Beef, pork and mixed (70% beef and 30% pork) minced meat samples were obtained from a meat processing plant in Athens during a two-year survey and analyzed both microbiologically and by headspace solid-phase microextraction in combination with gas chromatography-mass spectrometry (HS-SPME/GC–MS). A validated method for the discrimination of minced meat was developed based on the volatile fingerprints. Unsupervised (PCA) and supervised (PLS-DA) multivariate statistical methods were applied to visualize, group and classify the samples.

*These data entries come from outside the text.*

//! Extraction Invoker: photos in, raw structured text out.

use async_trait::async_trait;
use serde_json::{json, Value};
use std::{sync::Arc, time::Duration};
use tracing::{info, warn};

use crate::{
    gemini::{inline_image_part, GeminiClient, GeminiError},
    models::ImageUpload,
    schema::{recipe_response_schema, EXTRACTION_PROMPT},
};

#[async_trait]
pub trait RecipeExtractor: Send + Sync {
    /// Returns the model's raw text. Transport failures propagate; content is not judged here.
    async fn extract(&self, images: &[ImageUpload]) -> Result<String, GeminiError>;
}

#[derive(Debug, Clone)]
pub struct RetryPolicy {
    pub max_retries: u32,
    pub delay: Duration,
}

impl Default for RetryPolicy {
    fn default() -> Self {
        Self { max_retries: 0, delay: Duration::from_millis(1000) }
    }
}

pub struct GeminiExtractor {
    gemini: Arc<GeminiClient>,
    model: String,
    retry: RetryPolicy,
}

impl GeminiExtractor {
    pub fn new(gemini: Arc<GeminiClient>, model: String, retry: RetryPolicy) -> Self {
        Self { gemini, model, retry }
    }

    pub fn build_request(images: &[ImageUpload]) -> Value {
        let mut parts = vec![json!({ "text": EXTRACTION_PROMPT })];
        parts.extend(images.iter().map(|img| inline_image_part(&img.mime_type, &img.bytes)));
        json!({
            "contents": [{ "parts": parts }],
            "generationConfig": {
                "responseMimeType": "application/json",
                "responseSchema": recipe_response_schema(),
            }
        })
    }
}

#[async_trait]
impl RecipeExtractor for GeminiExtractor {
    async fn extract(&self, images: &[ImageUpload]) -> Result<String, GeminiError> {
        let body = Self::build_request(images);
        let attempts = self.retry.max_retries + 1;
        let mut attempt = 1;
        loop {
            info!(model = %self.model, images = images.len(), attempt, "Extracting recipe from images");
            match self.gemini.generate_content(&self.model, &body).await {
                Ok(response) => {
                    let text = response.text();
                    info!(chars = text.len(), "Extraction response received");
                    return Ok(text);
                }
                Err(e) if e.is_transient() && attempt < attempts => {
                    let delay = self.retry.delay * attempt;
                    warn!("Extraction attempt {}/{} failed: {}; retrying in {:?}", attempt, attempts, e, delay);
                    tokio::time::sleep(delay).await;
                    attempt += 1;
                }
                Err(e) => return Err(e),
            }
        }
    }
}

The data-set was divided 70% for model calibration and 30% for model prediction. During model calibration 99, 100 and 100% of the samples were correctly classified as beef, pork and mixed meat samples, respectively, while for model prediction the respective percentages were 100, 100 and 95% respectively. In both datasets, the overall correct classification rate amounted to 99% on average. Among the volatile compounds identified, heptanal, octanal, butanol, pentanol, hexanol, octanol, 1-penten-3-ol, 2-octen-1-ol, 3-hydroxy-2-butanone, 2-butanone and 2-heptanone were positively correlated with beef samples. Furthermore, pentanal, hexanal, decanal, nonanal, benzaldehyde, trans-2-hexenal, trans-2-heptenal, trans-2-octenal and 1-octen-3-one were positively correlated with pork. Lastly, the alcohols, 2-butanol and 1-octen-3-ol showed positive correlation with mixed samples. The results indicated that the volatilomics approach employed in this study could be used as an alternative method for robust and reliable discrimination and classification of meat samples in an off-line mode.